On the other hand, the focus position detecting rheostat 125 outputs a voltage (voltage divided by the rheostat) corresponding to a focus position as a focus position voltage signal 140f to the A/D converter 147 of the camera control unit 140. This focus position voltage signal 140f is converted from AC to DC by the A/D converter and supplied as focus position voltage data to the control section 142.

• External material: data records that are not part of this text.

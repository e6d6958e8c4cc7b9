//! Postgres-backed `ScreeningStore`.
//!
//! Evaluations and events are append-only; the only row ever UPDATEd is the
//! application's status (and the `is_current` flag on resume versions).
//! `record_outcome` leans on `now()` being transaction-stable so every row
//! of a batch shares one timestamp.

use async_trait::async_trait;
use sqlx::PgPool;
use uuid::Uuid;

use super::{NewApplication, NewResumeVersion, ScreeningStore, StoreError};
use crate::models::{
    ApplicantRow, ApplicationEventRow, ApplicationStatus, CvEvaluationRow, JobApplicationRow,
    ResumeVersionRow, VacancyRow,
};
use crate::pipeline::lifecycle::EvaluationOutcome;

const APPLICANT_VACANCY_UNIQUE: &str = "ux_job_applications_applicant_vacancy";

pub struct PgStore {
    pool: PgPool,
}

impl PgStore {
    pub fn new(pool: PgPool) -> Self {
        Self { pool }
    }
}

#[async_trait]
impl ScreeningStore for PgStore {
    async fn vacancy(&self, id: Uuid) -> Result<Option<VacancyRow>, StoreError> {
        Ok(
            sqlx::query_as::<_, VacancyRow>("SELECT * FROM vacancies WHERE id = $1")
                .bind(id)
                .fetch_optional(&self.pool)
                .await?,
        )
    }

    async fn applicant(&self, id: Uuid) -> Result<Option<ApplicantRow>, StoreError> {
        Ok(
            sqlx::query_as::<_, ApplicantRow>("SELECT * FROM applicants WHERE id = $1")
                .bind(id)
                .fetch_optional(&self.pool)
                .await?,
        )
    }

    async fn resume_version(&self, id: Uuid) -> Result<Option<ResumeVersionRow>, StoreError> {
        Ok(
            sqlx::query_as::<_, ResumeVersionRow>("SELECT * FROM resume_versions WHERE id = $1")
                .bind(id)
                .fetch_optional(&self.pool)
                .await?,
        )
    }

    async fn current_resume_version(
        &self,
        applicant_id: Uuid,
    ) -> Result<Option<ResumeVersionRow>, StoreError> {
        Ok(sqlx::query_as::<_, ResumeVersionRow>(
            "SELECT * FROM resume_versions WHERE applicant_id = $1 AND is_current",
        )
        .bind(applicant_id)
        .fetch_optional(&self.pool)
        .await?)
    }

    async fn register_resume_version(
        &self,
        new: NewResumeVersion,
    ) -> Result<ResumeVersionRow, StoreError> {
        let mut tx = self.pool.begin().await?;

        sqlx::query(
            "UPDATE resume_versions SET is_current = false WHERE applicant_id = $1 AND is_current",
        )
        .bind(new.applicant_id)
        .execute(&mut *tx)
        .await?;

        let row = sqlx::query_as::<_, ResumeVersionRow>(
            r#"
            INSERT INTO resume_versions
                (id, applicant_id, storage_path, content_hash, is_current, created_at)
            VALUES ($1, $2, $3, $4, true, now())
            RETURNING *
            "#,
        )
        .bind(Uuid::new_v4())
        .bind(new.applicant_id)
        .bind(&new.storage_path)
        .bind(&new.content_hash)
        .fetch_one(&mut *tx)
        .await?;

        tx.commit().await?;
        Ok(row)
    }

    async fn create_application(
        &self,
        new: NewApplication,
    ) -> Result<JobApplicationRow, StoreError> {
        sqlx::query_as::<_, JobApplicationRow>(
            r#"
            INSERT INTO job_applications
                (id, vacancy_id, applicant_id, resume_version_id, status, contacts,
                 created_at, updated_at)
            VALUES ($1, $2, $3, $4, $5, $6, now(), now())
            RETURNING *
            "#,
        )
        .bind(Uuid::new_v4())
        .bind(new.vacancy_id)
        .bind(new.applicant_id)
        .bind(new.resume_version_id)
        .bind(ApplicationStatus::CvReview)
        .bind(&new.contacts)
        .fetch_one(&self.pool)
        .await
        .map_err(map_application_insert_error)
    }

    async fn application(&self, id: Uuid) -> Result<Option<JobApplicationRow>, StoreError> {
        Ok(
            sqlx::query_as::<_, JobApplicationRow>("SELECT * FROM job_applications WHERE id = $1")
                .bind(id)
                .fetch_optional(&self.pool)
                .await?,
        )
    }

    async fn applications_for_applicant(
        &self,
        applicant_id: Uuid,
    ) -> Result<Vec<JobApplicationRow>, StoreError> {
        Ok(sqlx::query_as::<_, JobApplicationRow>(
            "SELECT * FROM job_applications WHERE applicant_id = $1 ORDER BY created_at DESC",
        )
        .bind(applicant_id)
        .fetch_all(&self.pool)
        .await?)
    }

    async fn applications_for_vacancy(
        &self,
        vacancy_id: Uuid,
    ) -> Result<Vec<JobApplicationRow>, StoreError> {
        Ok(sqlx::query_as::<_, JobApplicationRow>(
            "SELECT * FROM job_applications WHERE vacancy_id = $1 ORDER BY created_at DESC",
        )
        .bind(vacancy_id)
        .fetch_all(&self.pool)
        .await?)
    }

    async fn evaluations(
        &self,
        application_id: Uuid,
    ) -> Result<Vec<CvEvaluationRow>, StoreError> {
        Ok(sqlx::query_as::<_, CvEvaluationRow>(
            r#"
            SELECT * FROM cv_evaluations
            WHERE job_application_id = $1
            ORDER BY created_at DESC, criterion ASC
            "#,
        )
        .bind(application_id)
        .fetch_all(&self.pool)
        .await?)
    }

    async fn events(
        &self,
        application_id: Uuid,
    ) -> Result<Vec<ApplicationEventRow>, StoreError> {
        Ok(sqlx::query_as::<_, ApplicationEventRow>(
            r#"
            SELECT * FROM application_events
            WHERE job_application_id = $1
            ORDER BY created_at ASC
            "#,
        )
        .bind(application_id)
        .fetch_all(&self.pool)
        .await?)
    }

    async fn record_outcome(
        &self,
        application_id: Uuid,
        expected: &[ApplicationStatus],
        outcome: &EvaluationOutcome,
    ) -> Result<JobApplicationRow, StoreError> {
        let mut tx = self.pool.begin().await?;

        // Guarded update: matching zero rows means the application vanished
        // or someone transitioned it first, and the whole outcome is dropped.
        let updated = sqlx::query_as::<_, JobApplicationRow>(
            r#"
            UPDATE job_applications
            SET status = $2, updated_at = now()
            WHERE id = $1 AND status = ANY($3)
            RETURNING *
            "#,
        )
        .bind(application_id)
        .bind(outcome.transition.to)
        .bind(expected.to_vec())
        .fetch_optional(&mut *tx)
        .await?;

        let Some(application) = updated else {
            return Err(StoreError::StatusConflict);
        };

        for evaluation in &outcome.evaluations {
            sqlx::query(
                r#"
                INSERT INTO cv_evaluations
                    (id, job_application_id, resume_version_id, model, criterion,
                     score, strengths, weaknesses, created_at)
                VALUES ($1, $2, $3, $4, $5, $6, $7, $8, now())
                "#,
            )
            .bind(Uuid::new_v4())
            .bind(application_id)
            .bind(evaluation.resume_version_id)
            .bind(&evaluation.model)
            .bind(&evaluation.criterion)
            .bind(evaluation.score)
            .bind(&evaluation.strengths)
            .bind(&evaluation.weaknesses)
            .execute(&mut *tx)
            .await?;
        }

        sqlx::query(
            r#"
            INSERT INTO application_events
                (id, job_application_id, req_type, status, created_at)
            VALUES ($1, $2, $3, $4, now())
            "#,
        )
        .bind(Uuid::new_v4())
        .bind(application_id)
        .bind(outcome.transition.req)
        .bind(outcome.transition.to)
        .execute(&mut *tx)
        .await?;

        tx.commit().await?;
        Ok(application)
    }
}

fn map_application_insert_error(err: sqlx::Error) -> StoreError {
    if let sqlx::Error::Database(db_err) = &err {
        if db_err.constraint() == Some(APPLICANT_VACANCY_UNIQUE) {
            return StoreError::DuplicateApplication;
        }
    }
    StoreError::Database(err)
}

The control section 142 stores the aforementioned zoom position voltage data and the focus position voltage data in the position data storage section 149 according to the operation of the position store key 141d. When the preset key 141e is operated so as to request for preset which controls the zoom position adjusting mechanism and the focus position adjusting mechanism of the camera unit 110 to be positioned at the stored zoom position and the stored focus position, the control section 142 reads out the zoom position voltage data and the focus position voltage data from the position data storage section 149 and changes the voltage values of the zoom DC motor drive voltage signal 140a and the focus DC motor drive voltage signal 140b, so that zoom position voltage data and focus position voltage data are respectively identical to the zoom position voltage data and the focus position voltage data which have been read out from the position data storage section 149, thus adjusting the zoom position and the focus position to be set at the preset zoom position and the preset focus position.

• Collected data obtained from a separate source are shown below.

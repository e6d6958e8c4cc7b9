//! Rows and enums for the application lifecycle tables.
//!
//! Status and request-type values are stored as Postgres enums and serialized
//! with the same wire names the frontend consumes (`cvReview`, `waitResult`).

use chrono::{DateTime, Utc};
use serde::{Deserialize, Serialize};
use sqlx::postgres::{PgHasArrayType, PgTypeInfo};
use sqlx::FromRow;
use uuid::Uuid;

/// Where an application sits in the screening funnel.
#[derive(Debug, Clone, Copy, PartialEq, Eq, Serialize, Deserialize, sqlx::Type)]
#[sqlx(type_name = "job_application_status", rename_all = "camelCase")]
#[serde(rename_all = "camelCase")]
pub enum ApplicationStatus {
    CvReview,
    Interview,
    WaitResult,
    Rejected,
    Approved,
}

// The status-guarded UPDATE in the store binds a slice of these. The derive
// covers the scalar type only; the array side must name the `_`-prefixed
// type Postgres creates alongside the enum.
impl PgHasArrayType for ApplicationStatus {
    fn array_type_info() -> PgTypeInfo {
        PgTypeInfo::with_name("_job_application_status")
    }
}

/// The request kind recorded alongside every status change.
#[derive(Debug, Clone, Copy, PartialEq, Eq, Serialize, Deserialize, sqlx::Type)]
#[sqlx(type_name = "application_req_type", rename_all = "lowercase")]
#[serde(rename_all = "lowercase")]
pub enum ReqType {
    Next,
    Reject,
    Wait,
}

#[derive(Debug, Clone, Serialize, Deserialize, FromRow)]
pub struct JobApplicationRow {
    pub id: Uuid,
    pub vacancy_id: Uuid,
    pub applicant_id: Uuid,
    pub resume_version_id: Uuid,
    pub status: ApplicationStatus,
    pub contacts: Option<String>,
    pub created_at: DateTime<Utc>,
    pub updated_at: DateTime<Utc>,
}

/// One criterion's verdict from one screening run. Rows from the same run
/// share `created_at`; a criterion named `error` marks a failed run.
#[derive(Debug, Clone, Serialize, Deserialize, FromRow)]
pub struct CvEvaluationRow {
    pub id: Uuid,
    pub job_application_id: Uuid,
    pub resume_version_id: Uuid,
    pub model: String,
    pub criterion: String,
    pub score: i32,
    pub strengths: Vec<String>,
    pub weaknesses: Vec<String>,
    pub created_at: DateTime<Utc>,
}

#[derive(Debug, Clone, Serialize, Deserialize, FromRow)]
pub struct ApplicationEventRow {
    pub id: Uuid,
    pub job_application_id: Uuid,
    pub req_type: ReqType,
    pub status: ApplicationStatus,
    pub created_at: DateTime<Utc>,
}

Moreover, the conventional image pickup system is provided with a serial communication such as RS-232C for data communication with a system controller (not depicted). In such a conventional image pickup system, the zoom position, focus position, and iris position are controlled according to zoom position instruction data, focus position instruction data, iris position instruction data, zoom position and focus position storage request data, and preset request data which are supplied from the system controller.
In such an image pickup system, a single system controller is connected to a plurality of camera control units 140, enabling the control at a single center of a plurality of camera units 110 installed in a plurality of locations within an area to be monitored.

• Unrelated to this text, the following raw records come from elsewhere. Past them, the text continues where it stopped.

use chrono::{DateTime, Utc};
use serde::Serialize;
use tracing::info;
use uuid::Uuid;

use crate::errors::AppError;
use crate::models::{
    ApplicationEventRow, ApplicationStatus, CvEvaluationRow, JobApplicationRow, VacancyStatus,
};
use crate::pipeline::{review_transition, EvaluationOutcome, ReviewDecision};
use crate::screening::latest_batch_average;
use crate::store::{NewApplication, ScreeningStore};

pub struct SubmitApplication {
    pub vacancy_id: Uuid,
    pub applicant_id: Uuid,
    pub contact: Option<String>,
}

/// Validate and persist a new application in `cvReview`. The caller queues
/// the screening job after this returns; nothing here talks to the model.
pub async fn submit_application(
    store: &dyn ScreeningStore,
    req: &SubmitApplication,
) -> Result<JobApplicationRow, AppError> {
    let vacancy = store
        .vacancy(req.vacancy_id)
        .await?
        .ok_or_else(|| AppError::NotFound(format!("Vacancy {} not found", req.vacancy_id)))?;
    if vacancy.status != VacancyStatus::Active {
        return Err(AppError::Validation(format!(
            "Vacancy '{}' is not accepting applications",
            vacancy.name
        )));
    }

    let applicant = store
        .applicant(req.applicant_id)
        .await?
        .ok_or_else(|| AppError::NotFound(format!("Applicant {} not found", req.applicant_id)))?;

    let resume = store
        .current_resume_version(applicant.id)
        .await?
        .ok_or_else(|| {
            AppError::Validation("Applicant has no current resume version".to_string())
        })?;

    let application = store
        .create_application(NewApplication {
            vacancy_id: vacancy.id,
            applicant_id: applicant.id,
            resume_version_id: resume.id,
            contacts: req.contact.clone(),
        })
        .await?;

    info!(
        "Application {} created for vacancy '{}' (applicant {})",
        application.id, vacancy.name, applicant.id
    );
    Ok(application)
}

#[derive(Serialize)]
pub struct ApplicationDetail {
    pub application: JobApplicationRow,
    pub events: Vec<ApplicationEventRow>,
    pub evaluations: Vec<CvEvaluationRow>,
}

/// Full view of one application: current row, audit trail, every
/// evaluation batch (newest first).
pub async fn application_detail(
    store: &dyn ScreeningStore,
    id: Uuid,
) -> Result<ApplicationDetail, AppError> {
    let application = store
        .application(id)
        .await?
        .ok_or_else(|| AppError::NotFound(format!("Application {id} not found")))?;
    let events = store.events(id).await?;
    let evaluations = store.evaluations(id).await?;
    Ok(ApplicationDetail {
        application,
        events,
        evaluations,
    })
}

#[derive(Serialize)]
pub struct ApplicantApplication {
    pub id: Uuid,
    pub vacancy_id: Uuid,
    pub vacancy_name: String,
    pub status: ApplicationStatus,
    pub created_at: DateTime<Utc>,
    pub updated_at: DateTime<Utc>,
}

/// Applications of one applicant across vacancies.
pub async fn applications_for_applicant(
    store: &dyn ScreeningStore,
    applicant_id: Uuid,
) -> Result<Vec<ApplicantApplication>, AppError> {
    store
        .applicant(applicant_id)
        .await?
        .ok_or_else(|| AppError::NotFound(format!("Applicant {applicant_id} not found")))?;

    let rows = store.applications_for_applicant(applicant_id).await?;
    let mut out = Vec::with_capacity(rows.len());
    for row in rows {
        let vacancy = store
            .vacancy(row.vacancy_id)
            .await?
            .ok_or_else(|| AppError::NotFound(format!("Vacancy {} not found", row.vacancy_id)))?;
        out.push(ApplicantApplication {
            id: row.id,
            vacancy_id: row.vacancy_id,
            vacancy_name: vacancy.name,
            status: row.status,
            created_at: row.created_at,
            updated_at: row.updated_at,
        });
    }
    Ok(out)
}

#[derive(Serialize)]
pub struct VacancyApplication {
    pub id: Uuid,
    pub applicant_id: Uuid,
    pub applicant_name: String,
    pub status: ApplicationStatus,
    /// Mean of the most recent evaluation batch; None before screening
    /// finishes or when the batch holds only an error row.
    pub average_score: Option<f64>,
    pub created_at: DateTime<Utc>,
}

/// Review list for one vacancy, with each applicant's latest screening
/// average.
pub async fn applications_for_vacancy(
    store: &dyn ScreeningStore,
    vacancy_id: Uuid,
) -> Result<Vec<VacancyApplication>, AppError> {
    store
        .vacancy(vacancy_id)
        .await?
        .ok_or_else(|| AppError::NotFound(format!("Vacancy {vacancy_id} not found")))?;

    let rows = store.applications_for_vacancy(vacancy_id).await?;
    let mut out = Vec::with_capacity(rows.len());
    for row in rows {
        let applicant = store
            .applicant(row.applicant_id)
            .await?
            .ok_or_else(|| AppError::NotFound(format!("Applicant {} not found", row.applicant_id)))?;
        let evaluations = store.evaluations(row.id).await?;
        out.push(VacancyApplication {
            id: row.id,
            applicant_id: row.applicant_id,
            applicant_name: applicant.full_name,
            status: row.status,
            average_score: latest_batch_average(&evaluations),
            created_at: row.created_at,
        });
    }
    Ok(out)
}

/// Apply an HR decision. Allowed only while the application sits in
/// `interview` or `waitResult`; the status write and its event land in one
/// transaction, and a concurrent status change surfaces as a conflict
/// instead of a double transition.
pub async fn review_application(
    store: &dyn ScreeningStore,
    id: Uuid,
    decision: ReviewDecision,
) -> Result<JobApplicationRow, AppError> {
    let application = store
        .application(id)
        .await?
        .ok_or_else(|| AppError::NotFound(format!("Application {id} not found")))?;

    let transition = review_transition(application.status, decision)
        .map_err(|err| AppError::UnprocessableEntity(err.to_string()))?;

    let updated = store
        .record_outcome(
            id,
            &[ApplicationStatus::Interview, ApplicationStatus::WaitResult],
            &EvaluationOutcome::review(transition),
        )
        .await?;

    info!("Application {} reviewed: now {:?}", id, updated.status);
    Ok(updated)
}

#[cfg(test)]
mod tests {
    use super::*;
    use crate::screening::{aggregate, EvaluationResult, ScoredCriterion};
    use crate::store::memory::MemoryStore;
    use crate::store::NewResumeVersion;

    struct Seed {
        vacancy_id: Uuid,
        applicant_id: Uuid,
    }

    async fn seed(store: &MemoryStore, vacancy_status: VacancyStatus, with_resume: bool) -> Seed {
        let vacancy = store.insert_vacancy("Platform Engineer", "Rust services.", vacancy_status);
        let applicant = store.insert_applicant("Noor Haddad");
        if with_resume {
            store
                .register_resume_version(NewResumeVersion {
                    applicant_id: applicant.id,
                    storage_path: "/data/resumes/noor.txt".to_string(),
                    content_hash: "hash".to_string(),
                })
                .await
                .unwrap();
        }
        Seed {
            vacancy_id: vacancy.id,
            applicant_id: applicant.id,
        }
    }

    fn apply_request(seed: &Seed) -> SubmitApplication {
        SubmitApplication {
            vacancy_id: seed.vacancy_id,
            applicant_id: seed.applicant_id,
            contact: Some("noor@example.com".to_string()),
        }
    }

    /// Move a freshly created application out of cvReview the way a real
    /// screening run would.
    async fn screen_into_interview(store: &MemoryStore, application: &JobApplicationRow) {
        let result = EvaluationResult::Scored(vec![ScoredCriterion {
            name: "hard skills".to_string(),
            score: 80,
            strengths: vec![],
            weaknesses: vec![],
        }]);
        let agg = aggregate(&result);
        let outcome =
            EvaluationOutcome::from_result(application.resume_version_id, "m", result, &agg);
        store
            .record_outcome(application.id, &[ApplicationStatus::CvReview], &outcome)
            .await
            .unwrap();
    }

    #[tokio::test]
    async fn test_submit_creates_cv_review_application() {
        let store = MemoryStore::new();
        let seed = seed(&store, VacancyStatus::Active, true).await;

        let application = submit_application(&store, &apply_request(&seed)).await.unwrap();

        assert_eq!(application.status, ApplicationStatus::CvReview);
        assert_eq!(application.vacancy_id, seed.vacancy_id);
        assert_eq!(application.contacts.as_deref(), Some("noor@example.com"));
    }

    #[tokio::test]
    async fn test_submit_rejects_inactive_vacancy() {
        let store = MemoryStore::new();
        let seed = seed(&store, VacancyStatus::Closed, true).await;

        let err = submit_application(&store, &apply_request(&seed)).await.unwrap_err();
        assert!(matches!(err, AppError::Validation(_)));
    }

    #[tokio::test]
    async fn test_submit_rejects_unknown_vacancy() {
        let store = MemoryStore::new();
        let seed = seed(&store, VacancyStatus::Active, true).await;
        let req = SubmitApplication {
            vacancy_id: Uuid::new_v4(),
            ..apply_request(&seed)
        };

        let err = submit_application(&store, &req).await.unwrap_err();
        assert!(matches!(err, AppError::NotFound(_)));
    }

    #[tokio::test]
    async fn test_submit_requires_current_resume() {
        let store = MemoryStore::new();
        let seed = seed(&store, VacancyStatus::Active, false).await;

        let err = submit_application(&store, &apply_request(&seed)).await.unwrap_err();
        match err {
            AppError::Validation(msg) => assert!(msg.contains("resume")),
            other => panic!("expected Validation, got {other:?}"),
        }
    }

    #[tokio::test]
    async fn test_second_application_for_same_vacancy_conflicts() {
        let store = MemoryStore::new();
        let seed = seed(&store, VacancyStatus::Active, true).await;

        submit_application(&store, &apply_request(&seed)).await.unwrap();
        let err = submit_application(&store, &apply_request(&seed)).await.unwrap_err();
        assert!(matches!(err, AppError::Conflict(_)));
    }

    #[tokio::test]
    async fn test_racing_duplicates_leave_one_application() {
        let store = MemoryStore::new();
        let seed = seed(&store, VacancyStatus::Active, true).await;

        let first_request = apply_request(&seed);
        let second_request = apply_request(&seed);
        let (first, second) = tokio::join!(
            submit_application(&store, &first_request),
            submit_application(&store, &second_request),
        );

        let results = [first, second];
        assert_eq!(results.iter().filter(|r| r.is_ok()).count(), 1);
        assert!(results
            .iter()
            .any(|r| matches!(r, Err(AppError::Conflict(_)))));

        let survivors = store
            .applications_for_vacancy(seed.vacancy_id)
            .await
            .unwrap();
        assert_eq!(survivors.len(), 1);
    }

    #[tokio::test]
    async fn test_review_approves_from_interview() {
        let store = MemoryStore::new();
        let seed = seed(&store, VacancyStatus::Active, true).await;
        let application = submit_application(&store, &apply_request(&seed)).await.unwrap();
        screen_into_interview(&store, &application).await;

        let updated = review_application(&store, application.id, ReviewDecision::Approve)
            .await
            .unwrap();
        assert_eq!(updated.status, ApplicationStatus::Approved);

        // Screening event plus the review event.
        let events = store.events(application.id).await.unwrap();
        assert_eq!(events.len(), 2);
        assert_eq!(events[1].status, ApplicationStatus::Approved);
    }

    #[tokio::test]
    async fn test_review_rejects_applications_still_in_screening() {
        let store = MemoryStore::new();
        let seed = seed(&store, VacancyStatus::Active, true).await;
        let application = submit_application(&store, &apply_request(&seed)).await.unwrap();

        let err = review_application(&store, application.id, ReviewDecision::Approve)
            .await
            .unwrap_err();
        assert!(matches!(err, AppError::UnprocessableEntity(_)));

        let reloaded = store.application(application.id).await.unwrap().unwrap();
        assert_eq!(reloaded.status, ApplicationStatus::CvReview);
    }

    #[tokio::test]
    async fn test_vacancy_list_carries_latest_average() {
        let store = MemoryStore::new();
        let seed = seed(&store, VacancyStatus::Active, true).await;
        let application = submit_application(&store, &apply_request(&seed)).await.unwrap();
        screen_into_interview(&store, &application).await;

        let list = applications_for_vacancy(&store, seed.vacancy_id).await.unwrap();
        assert_eq!(list.len(), 1);
        assert_eq!(list[0].applicant_name, "Noor Haddad");
        assert_eq!(list[0].status, ApplicationStatus::Interview);
        let average = list[0].average_score.unwrap();
        assert!((average - 80.0).abs() < 1e-9, "Average was {average}");
    }

    #[tokio::test]
    async fn test_applicant_list_names_the_vacancy() {
        let store = MemoryStore::new();
        let seed = seed(&store, VacancyStatus::Active, true).await;
        submit_application(&store, &apply_request(&seed)).await.unwrap();

        let list = applications_for_applicant(&store, seed.applicant_id).await.unwrap();
        assert_eq!(list.len(), 1);
        assert_eq!(list[0].vacancy_name, "Platform Engineer");
        assert_eq!(list[0].status, ApplicationStatus::CvReview);
    }

    #[tokio::test]
    async fn test_detail_view_includes_history() {
        let store = MemoryStore::new();
        let seed = seed(&store, VacancyStatus::Active, true).await;
        let application = submit_application(&store, &apply_request(&seed)).await.unwrap();
        screen_into_interview(&store, &application).await;

        let detail = application_detail(&store, application.id).await.unwrap();
        assert_eq!(detail.application.status, ApplicationStatus::Interview);
        assert_eq!(detail.events.len(), 1);
        assert_eq!(detail.evaluations.len(), 1);
    }
}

Recently, in contrast to the aforementioned conventional camera unit 110, there has been utilized a stepping motor driven camera apparatus in which zooming, focusing, and iris adjustment of the zoom lens is carried out by driving a stepping motor. The zoom lens used in such a camera apparatus costs less and has a smaller size than the zoom lens used in the conventional DC motor driven type camera unit 110. For example, such a lens has begun to be used as a built-in component in a monitor video camera, for example.
However, in such a stepping motor driven type camera apparatus, the aforementioned stepping motor is normally driven by a pulse signal generated by a microcomputer built in the apparatus, and has a control system different from the aforementioned DC current driven type camera unit 110. Consequently, in the conventional image pickup system 100, it is impossible to directly connect a stepping motor driven type camera apparatus to the camera control unit 140 intended for the DC motor driven type camera unit 110.
For this, in order to replace the camera unit 110 of the DC motor drive type in the existing image pickup system 100 with a stepping motor drive type camera apparatus, it is necessary to replace the camera control unit 140 and the aforementioned system controller, which brings about a problem requiring a large cost and engineering work. From the viewpoint of utilizing the existing facility, it has been desired to connect a stepping motor drive type camera apparatus to the camera control unit 140 intended for the conventional DC motor driven camera unit 110.